Sunday, November 11, 2018

Review - The River Flows On: Black Resistance, Culture, and Identity Formation in Early America

Walter C. Rucker. The River Flows On: Black Resistance, Culture, and Identity Formation in Early America, Baton Rouge, Louisiana State University Press, 2006 xii + 288 pp. $49.95. Notes, bibliography, and index.
          One of the major criticisms of early American history is that it ignores Africa. In the past few decades this has changed, with historians like Ira Berlin and Randy J. Sparks using the Atlantic World lens to insert Africa into otherwise Americanist histories. But some scholars, like Walter C. Rucker, argue that inserting Africa and Africans into the story is not enough. One must also seek to understand African people at a more fundamental level. For Rucker, this means acknowledging that the behavior of African Americans was "largely shaped by their African past" (4). Rucker's book, The River Flows On: Black Resistance, Culture, and Identity Formation in Early America, does this by analyzing slave revolts in North America in the eighteenth and nineteenth centuries. His central thesis is that African culture did in fact survive the middle passage to British North America, and that these cultural ties inspired slaves to resist chattel slavery. 

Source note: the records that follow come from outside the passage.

impl PersistenceGateway for SqlitePersistence {
    fn record_evaluation(
        &self,
        evaluation: &NewEvaluation,
        results: &[NewResult],
    ) -> Result<i64, StorageError> {
        let mut conn = self.lock()?;
        let tx = conn.transaction()?;
        let now = timestamp(Utc::now());

        tx.execute(
            "INSERT INTO evaluations (user_id, exam_type, exam_content, evaluation_criteria, total_students, average_grade, created_at)
             VALUES (?1, ?2, ?3, ?4, ?5, ?6, ?7)",
            params![
                evaluation.user_id.0,
                evaluation.exam_type,
                evaluation.exam_content,
                evaluation.evaluation_criteria,
                evaluation.total_students as i64,
                evaluation.average_grade,
                now,
            ],
        )?;
        let evaluation_id = tx.last_insert_rowid();

        {
            let mut stmt = tx.prepare(
                "INSERT INTO results (evaluation_id, user_id, student_name, grade, feedback, submission_path, created_at)
                 VALUES (?1, ?2, ?3, ?4, ?5, ?6, ?7)",
            )?;
            for result in results {
                stmt.execute(params![
                    evaluation_id,
                    evaluation.user_id.0,
                    result.student_name,
                    result.grade,
                    result.feedback,
                    result.submission_path,
                    now,
                ])?;
            }
        }

        tx.commit()?;
        debug!("已保存评估 #{} 及 {} 条学生结果", evaluation_id, results.len());
        Ok(evaluation_id)
    }

    fn save_criteria(
        &self,
        user_id: UserId,
        name: &str,
        criteria_text: &str,
    ) -> Result<SavedCriteria, StorageError> {
        let conn = self.lock()?;
        let created_at = Utc::now();
        conn.execute(
            "INSERT INTO exam_criteria (user_id, name, criteria_text, created_at) VALUES (?1, ?2, ?3, ?4)",
            params![user_id.0, name, criteria_text, timestamp(created_at)],
        )?;
        Ok(SavedCriteria {
            id: conn.last_insert_rowid(),
            name: name.to_string(),
            criteria_text: criteria_text.to_string(),
            created_at,
        })
    }

    fn list_criteria(&self, user_id: UserId) -> Result<Vec<SavedCriteria>, StorageError> {
        let conn = self.lock()?;
        let mut stmt = conn.prepare(
            "SELECT id, name, criteria_text, created_at FROM exam_criteria
             WHERE user_id = ?1 ORDER BY created_at DESC, id DESC",
        )?;
        let rows = stmt.query_map(params![user_id.0], row_to_criteria)?;
        Ok(rows.collect::<Result<Vec<_>, _>>()?)
    }

    fn get_criteria(&self, user_id: UserId, id: i64) -> Result<Option<SavedCriteria>, StorageError> {
        let conn = self.lock()?;
        let criteria = conn
            .query_row(
                "SELECT id, name, criteria_text, created_at FROM exam_criteria
                 WHERE user_id = ?1 AND id = ?2",
                params![user_id.0, id],
                row_to_criteria,
            )
            .optional()?;
        Ok(criteria)
    }

    fn evaluation_history(
        &self,
        user_id: UserId,
        limit: usize,
    ) -> Result<Vec<EvaluationRecord>, StorageError> {
        let conn = self.lock()?;
        let sql = format!(
            "SELECT {EVALUATION_COLUMNS} FROM evaluations
             WHERE user_id = ?1 ORDER BY created_at DESC, id DESC LIMIT ?2"
        );
        let mut stmt = conn.prepare(&sql)?;
        let rows = stmt.query_map(params![user_id.0, limit as i64], row_to_evaluation)?;
        Ok(rows.collect::<Result<Vec<_>, _>>()?)
    }

    fn get_evaluation(
        &self,
        user_id: UserId,
        evaluation_id: i64,
    ) -> Result<Option<EvaluationRecord>, StorageError> {
        let conn = self.lock()?;
        let sql = format!("SELECT {EVALUATION_COLUMNS} FROM evaluations WHERE user_id = ?1 AND id = ?2");
        let evaluation = conn
            .query_row(&sql, params![user_id.0, evaluation_id], row_to_evaluation)
            .optional()?;
        Ok(evaluation)
    }

    fn evaluation_stats(
        &self,
        user_id: UserId,
        now: DateTime<Utc>,
    ) -> Result<EvaluationStats, StorageError> {
        let conn = self.lock()?;
        let sql = format!("SELECT {EVALUATION_COLUMNS} FROM evaluations WHERE user_id = ?1");
        let mut stmt = conn.prepare(&sql)?;
        let evaluations = stmt
            .query_map(params![user_id.0], row_to_evaluation)?
            .collect::<Result<Vec<_>, _>>()?;
        Ok(EvaluationStats::from_evaluations(&evaluations, now))
    }

    fn evaluation_results(
        &self,
        user_id: UserId,
        evaluation_id: i64,
    ) -> Result<Option<EvaluationDetail>, StorageError> {
        let Some(evaluation) = self.get_evaluation(user_id, evaluation_id)? else {
            return Ok(None);
        };

        let conn = self.lock()?;
        let sql = format!(
            "SELECT {RESULT_COLUMNS} FROM results
             WHERE evaluation_id = ?1 AND user_id = ?2 ORDER BY grade DESC, id ASC"
        );
        let mut stmt = conn.prepare(&sql)?;
        let results = stmt
            .query_map(params![evaluation_id, user_id.0], row_to_result)?
            .collect::<Result<Vec<_>, _>>()?;

        Ok(Some(EvaluationDetail { evaluation, results }))
    }

    fn get_result(&self, user_id: UserId, result_id: i64) -> Result<Option<ResultRecord>, StorageError> {
        let conn = self.lock()?;
        let sql = format!("SELECT {RESULT_COLUMNS} FROM results WHERE user_id = ?1 AND id = ?2");
        let result = conn
            .query_row(&sql, params![user_id.0, result_id], row_to_result)
            .optional()?;
        Ok(result)
    }

    fn delete_evaluation(&self, user_id: UserId, evaluation_id: i64) -> Result<bool, StorageError> {
        let conn = self.lock()?;
        let deleted = conn.execute(
            "DELETE FROM evaluations WHERE user_id = ?1 AND id = ?2",
            params![user_id.0, evaluation_id],
        )?;
        Ok(deleted > 0)
    }
}

// ========== 行映射 ==========

fn timestamp(time: DateTime<Utc>) -> String {
    time.to_rfc3339_opts(SecondsFormat::Micros, true)
}

fn parse_timestamp(row: &Row<'_>, index: usize) -> rusqlite::Result<DateTime<Utc>> {
    let raw: String = row.get(index)?;
    DateTime::parse_from_rfc3339(&raw)
        .map(|t| t.with_timezone(&Utc))
        .map_err(|e| rusqlite::Error::FromSqlConversionFailure(index, Type::Text, Box::new(e)))
}

fn count(row: &Row<'_>, index: usize) -> rusqlite::Result<usize> {
    let value: i64 = row.get(index)?;
    usize::try_from(value)
        .map_err(|e| rusqlite::Error::FromSqlConversionFailure(index, Type::Integer, Box::new(e)))
}

fn row_to_criteria(row: &Row<'_>) -> rusqlite::Result<SavedCriteria> {
    Ok(SavedCriteria {
        id: row.get(0)?,
        name: row.get(1)?,
        criteria_text: row.get(2)?,
        created_at: parse_timestamp(row, 3)?,
    })
}

fn row_to_evaluation(row: &Row<'_>) -> rusqlite::Result<EvaluationRecord> {
    Ok(EvaluationRecord {
        id: row.get(0)?,
        user_id: UserId(row.get(1)?),
        exam_type: row.get(2)?,
        exam_content: row.get(3)?,
        evaluation_criteria: row.get(4)?,
        total_students: count(row, 5)?,
        average_grade: row.get(6)?,
        created_at: parse_timestamp(row, 7)?,
    })
}

fn row_to_result(row: &Row<'_>) -> rusqlite::Result<ResultRecord> {
    Ok(ResultRecord {
        id: row.get(0)?,
        evaluation_id: row.get(1)?,
        user_id: UserId(row.get(2)?),
        student_name: row.get(3)?,
        grade: row.get(4)?,
        feedback: row.get(5)?,
        submission_path: row.get(6)?,
        graded_at: parse_timestamp(row, 7)?,
    })
}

          The book is divided into two parts, each divided into three chapters. The first part deals with the 1712 revolt in New York City, the 1741 New York conspiracy, and the Stono Rebellion. The second focuses on the Denmark Vesey conspiracy and rebellions led by Gabriel Prosser and Nat Turner. Each chapter provides a summary of the event in question and a breakdown of the ways in which African culture influenced it. According to the bibliography, The River Flows On draws upon a number of unpublished archival sources, though it is hard to find instances where Rucker uses these sources extensively. Much of what Rucker does draw on is derived from the Du Bois Institute slave trade database (otherwise known as David Eltis' Trans-Atlantic Slave Trade Database). This database, in comparison to older sources like Philip Curtin's The Atlantic Slave Trade: A Census, "provides a more accurate picture of the patterns and shape of the Atlantic slave trade," particularly in regard to how it allows one to trace the development of African "ethnic enclaves" throughout the Americas (6). Rucker uses the database to show how the majority of Africans sent to British colonies between 1601 and 1800 came from the Gold Coast, proving that these slaves had shared "cultural and sociopolitical origins" (31). More often than not, however, Rucker relies on secondary sources. At certain points the book reads like a historiographical essay, with historians Michael Mullin and Douglas Egerton appearing repeatedly as intellectual foils in Rucker's chapters on Nat Turner and Gabriel Prosser. Rucker is at times so eager to debate these historians within his narrative that he, perhaps unintentionally, strays from the central thrust of the book.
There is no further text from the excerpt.